Does Rabbi Shafran’s Open Letter contradict R’ Shmuel?

It would seem so on the surface. But I don’t really think it does. I’m sure that R’ Shmuel would agree entirely with the principles expressed by Rabbi Shafran. The Torah should be our guide. And that as Orthodox Jews we should never identify with one party no matter how pro-Israel it is; no matter how much closer its values are to our own. 

What R’ Shmuel is saying is that we should vote for the person whose polices more closely favor our interests without identifying with the party that person represents and surely not in any way endorse that individuals character, or worse defending every word he says as though it was Torah MiSinai. I have to wonder how God sees defending and sometimes even praising a man like that, no matter how ‘good he is for the Jews’.

Rabbi Avrohom Gordimer ‘s response to the Open Letter was along the same lines. But I think he went a ‘bridge too far’ by saying: 

(T)here is a major difference between idolatrous devotion to a political candidate and robust support of the candidate for important practical reasons. 

I don’t think that ‘robust support’ is the right approach. If one votes for the President it ought to be made clear that it is not the man they support but his policies. And that perhaps one should vote for him with more than an ounce of regret about voting for a man whose personal behavior is so alien to Jewish values.

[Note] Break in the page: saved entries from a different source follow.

//! Router tests
//!
//! Access checks run before any query, so most of these use a lazy pool that
//! never connects. Tests marked `requires database` need `DATABASE_URL`.

use std::sync::Arc;

use axum::body::{to_bytes, Body};
use axum::http::{header, Request, StatusCode};
use axum::Router;
use serde_json::{json, Value};
use sqlx::postgres::PgPoolOptions;
use tower::ServiceExt;

use specdb_server::http::extractors::{GROUPS_HEADER, USER_HEADER};
use specdb_server::session::SESSION_HEADER;
use specdb_server::{build_router, AppState, ServerConfig};

fn lazy_state(config: ServerConfig) -> Arc<AppState> {
    let pool = PgPoolOptions::new()
        .connect_lazy("postgres://localhost/specdb_unused")
        .unwrap();
    Arc::new(AppState::new(pool, config).unwrap())
}

fn app() -> Router {
    build_router(lazy_state(ServerConfig::default()))
}

async fn body_json(response: axum::response::Response) -> Value {
    let bytes = to_bytes(response.into_body(), usize::MAX).await.unwrap();
    serde_json::from_slice(&bytes).unwrap()
}

fn get(uri: &str) -> axum::http::request::Builder {
    Request::builder().method("GET").uri(uri)
}

fn post(uri: &str) -> axum::http::request::Builder {
    Request::builder()
        .method("POST")
        .uri(uri)
        .header(header::CONTENT_TYPE, "application/json")
}

async fn guest_session(app: &Router) -> String {
    let response = app
        .clone()
        .oneshot(post("/session/guest").body(Body::empty()).unwrap())
        .await
        .unwrap();
    assert_eq!(response.status(), StatusCode::OK);
    let body = body_json(response).await;
    assert_eq!(body["guest"], true);
    body["session_id"].as_str().unwrap().to_owned()
}

#[tokio::test]
async fn health_is_public() {
    let response = app()
        .oneshot(get("/health").body(Body::empty()).unwrap())
        .await
        .unwrap();
    assert_eq!(response.status(), StatusCode::OK);
    assert_eq!(body_json(response).await["status"], "ok");
}

#[tokio::test]
async fn anonymous_list_redirects_to_login_with_next() {
    let response = app()
        .oneshot(get("/list/specimen?year=2023").body(Body::empty()).unwrap())
        .await
        .unwrap();

    assert_eq!(response.status(), StatusCode::SEE_OTHER);
    let location = response.headers()[header::LOCATION].to_str().unwrap().to_owned();
    assert_eq!(location, "/accounts/login/?next=%2Flist%2Fspecimen%3Fyear%3D2023");
    assert_eq!(body_json(response).await["error"], "login_required");
}

#[tokio::test]
async fn guest_cannot_edit() {
    let app = app();
    let session = guest_session(&app).await;

    let response = app
        .oneshot(
            post("/edit/specimen/1")
                .header(SESSION_HEADER, &session)
                .body(Body::from(json!({"fields": {"genus": "Papilio"}}).to_string()))
                .unwrap(),
        )
        .await
        .unwrap();
    assert_eq!(response.status(), StatusCode::SEE_OTHER);
}

#[tokio::test]
async fn leaving_guest_mode_requires_a_session() {
    let response = app()
        .oneshot(
            Request::builder()
                .method("DELETE")
                .uri("/session/guest")
                .body(Body::empty())
                .unwrap(),
        )
        .await
        .unwrap();
    assert_eq!(response.status(), StatusCode::BAD_REQUEST);
}

#[tokio::test]
async fn non_admin_cannot_delete_or_edit_reference_data() {
    let app = app();

    let response = app
        .clone()
        .oneshot(
            post("/delete/specimen/7")
                .header(USER_HEADER, "ana")
                .body(Body::empty())
                .unwrap(),
        )
        .await
        .unwrap();
    assert_eq!(response.status(), StatusCode::FORBIDDEN);

    let response = app
        .oneshot(
            post("/add/locality")
                .header(USER_HEADER, "ana")
                .header(GROUPS_HEADER, "Researchers")
                .body(Body::from(json!({"fields": {"localityCode": "KL"}}).to_string()))
                .unwrap(),
        )
        .await
        .unwrap();
    assert_eq!(response.status(), StatusCode::FORBIDDEN);
    assert_eq!(body_json(response).await["error"], "forbidden");
}

#[tokio::test]
async fn unknown_kind_is_not_found() {
    let response = app()
        .oneshot(get("/list/dragonfly").body(Body::empty()).unwrap())
        .await
        .unwrap();
    assert_eq!(response.status(), StatusCode::NOT_FOUND);
}

#[tokio::test]
async fn non_numeric_id_is_not_found() {
    let response = app()
        .oneshot(
            get("/detail/specimen/abc")
                .header(USER_HEADER, "ana")
                .body(Body::empty())
                .unwrap(),
        )
        .await
        .unwrap();
    assert_eq!(response.status(), StatusCode::NOT_FOUND);
}

#[tokio::test]
async fn filter_hints_are_public() {
    let response = app()
        .oneshot(get("/filters/specimen").body(Body::empty()).unwrap())
        .await
        .unwrap();
    assert_eq!(response.status(), StatusCode::OK);

    let hints = body_json(response).await;
    let year = hints
        .as_array()
        .unwrap()
        .iter()
        .find(|h| h["field"] == "year")
        .unwrap();
    assert_eq!(year["range_support"], true);
}

#[tokio::test]
async fn guest_sees_placeholder_images_without_a_photo_store() {
    let app = app();
    let session = guest_session(&app).await;

    let response = app
        .oneshot(
            get("/images/2023-KL-0001")
                .header(SESSION_HEADER, &session)
                .body(Body::empty())
                .unwrap(),
        )
        .await
        .unwrap();
    assert_eq!(response.status(), StatusCode::OK);
    let body = body_json(response).await;
    assert_eq!(body["dorsal"], "no data");
    assert_eq!(body["ventral"], "no data");
}

#[tokio::test]
async fn export_requires_login_even_for_guests() {
    let app = app();
    let session = guest_session(&app).await;

    let response = app
        .oneshot(
            get("/export/specimens.csv")
                .header(SESSION_HEADER, &session)
                .body(Body::empty())
                .unwrap(),
        )
        .await
        .unwrap();
    assert_eq!(response.status(), StatusCode::SEE_OTHER);
}

#[tokio::test]
async fn bulk_delete_hidden_unless_enabled() {
    let response = app()
        .oneshot(
            post("/debug/bulk-delete/specimen")
                .header(USER_HEADER, "root")
                .header(GROUPS_HEADER, "Admin")
                .body(Body::empty())
                .unwrap(),
        )
        .await
        .unwrap();
    assert_eq!(response.status(), StatusCode::NOT_FOUND);
}

#[tokio::test]
async fn bulk_delete_needs_admin_when_enabled() {
    let config = ServerConfig {
        debug_bulk_delete: true,
        ..ServerConfig::default()
    };
    let response = build_router(lazy_state(config))
        .oneshot(
            post("/debug/bulk-delete/specimen")
                .header(USER_HEADER, "ana")
                .body(Body::empty())
                .unwrap(),
        )
        .await
        .unwrap();
    assert_eq!(response.status(), StatusCode::FORBIDDEN);
}

#[tokio::test]
async fn import_preview_without_upload() {
    let app = app();
    let admin = |req: axum::http::request::Builder| req.header(USER_HEADER, "root").header(GROUPS_HEADER, "Admin");

    let response = app
        .clone()
        .oneshot(admin(get("/import/preview")).body(Body::empty()).unwrap())
        .await
        .unwrap();
    assert_eq!(response.status(), StatusCode::BAD_REQUEST);

    let created = app
        .clone()
        .oneshot(post("/session").body(Body::empty()).unwrap())
        .await
        .unwrap();
    assert_eq!(created.status(), StatusCode::CREATED);
    let session = body_json(created).await["session_id"].as_str().unwrap().to_owned();

    let response = app
        .oneshot(
            admin(get("/import/preview?page=2&errors_only=true"))
                .header(SESSION_HEADER, &session)
                .body(Body::empty())
                .unwrap(),
        )
        .await
        .unwrap();
    assert_eq!(response.status(), StatusCode::NOT_FOUND);
}

#[tokio::test]
async fn anonymous_butterfly_id_lookup_redirects_to_login() {
    let response = app()
        .oneshot(get("/butterflyid/BF-12").body(Body::empty()).unwrap())
        .await
        .unwrap();
    assert_eq!(response.status(), StatusCode::SEE_OTHER);
    assert_eq!(
        response.headers()[header::LOCATION],
        "/accounts/login/?next=%2Fbutterflyid%2FBF-12"
    );
}

#[tokio::test]
async fn blank_butterfly_id_is_not_found() {
    let response = app()
        .oneshot(
            get("/butterflyid/%20")
                .header(USER_HEADER, "ana")
                .body(Body::empty())
                .unwrap(),
        )
        .await
        .unwrap();
    assert_eq!(response.status(), StatusCode::NOT_FOUND);
}

#[tokio::test]
async fn anonymous_malformed_body_still_redirects() {
    let response = app()
        .oneshot(post("/add/specimen").body(Body::from("{not json")).unwrap())
        .await
        .unwrap();
    assert_eq!(response.status(), StatusCode::SEE_OTHER);
    assert_eq!(
        response.headers()[header::LOCATION],
        "/accounts/login/?next=%2Fadd%2Fspecimen"
    );
}

#[tokio::test]
async fn signed_in_malformed_body_is_bad_request() {
    let response = app()
        .oneshot(
            post("/edit/specimen/3")
                .header(USER_HEADER, "ana")
                .body(Body::from("{not json"))
                .unwrap(),
        )
        .await
        .unwrap();
    assert_eq!(response.status(), StatusCode::BAD_REQUEST);
    assert_eq!(body_json(response).await["error"], "bad_request");
}

#[tokio::test]
#[ignore = "requires database"]
async fn trap_detail_by_butterfly_id() {
    let url = std::env::var("DATABASE_URL").expect("DATABASE_URL");
    let pool = specdb_server::create_pool(&url).await.unwrap();
    specdb_server::run_migrations(&pool).await.unwrap();

    let key = format!("BF-{}", std::process::id());
    let trap: specdb_core::Record = [("butterflyID", key.as_str()), ("name", "Ridge trap")]
        .into_iter()
        .collect();
    let repo = specdb_server::RecordRepo::new(&pool, specdb_core::EntityKind::Trap);
    let stored = repo.insert(&trap).await.unwrap();

    let app = build_router(Arc::new(AppState::new(pool.clone(), ServerConfig::default()).unwrap()));
    let response = app
        .clone()
        .oneshot(
            get(&format!("/butterflyid/{key}"))
                .header(USER_HEADER, "ana")
                .body(Body::empty())
                .unwrap(),
        )
        .await
        .unwrap();
    assert_eq!(response.status(), StatusCode::OK);
    let body = body_json(response).await;
    assert_eq!(body["kind"], "trap");
    assert_eq!(body["record"]["id"], stored.id);

    let response = app
        .oneshot(
            get("/butterflyid/no-such-trap")
                .header(USER_HEADER, "ana")
                .body(Body::empty())
                .unwrap(),
        )
        .await
        .unwrap();
    assert_eq!(response.status(), StatusCode::NOT_FOUND);

    repo.delete(stored.id).await.unwrap();
}

#[tokio::test]
#[ignore = "requires database"]
async fn guest_lists_specimens_with_next_link() {
    let url = std::env::var("DATABASE_URL").expect("DATABASE_URL");
    let pool = specdb_server::create_pool(&url).await.unwrap();
    specdb_server::run_migrations(&pool).await.unwrap();
    let app = build_router(Arc::new(AppState::new(pool, ServerConfig::default()).unwrap()));
    let session = guest_session(&app).await;

    let response = app
        .oneshot(
            get("/list/specimen?per_page=1&genus=pap")
                .header(SESSION_HEADER, &session)
                .body(Body::empty())
                .unwrap(),
        )
        .await
        .unwrap();
    assert_eq!(response.status(), StatusCode::OK);

    let body = body_json(response).await;
    assert!(body["items"].as_array().unwrap().len() <= 1);
    if let Some(next) = body["next"].as_str() {
        assert!(next.starts_with("/list/specimen?"));
        assert!(next.contains("genus=pap"));
        assert!(next.contains("after="));
    }
}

That said, I want to once again reiterate that this is not an endorsement. I just wanted to point out that Rabbi Shafran’s open letter and R’ Shmuel’s support for the President expresses my internal conflict.

My belief in Torah values is also why I so often say that I ‘lean’ politically conservative rather than just declaring myself to be a conservative. The Torah is my guide. Most often these days I firmly believe that politically conservative values reflect my own Torah based values. But in some cases, I am decidedly liberal for the same reason.

I remain conflicted because even though I support and appreciate the President’s strong support for Israel and religious values, I’m just not sure that is enough to endorse a man whose character is the antithesis of the Torah.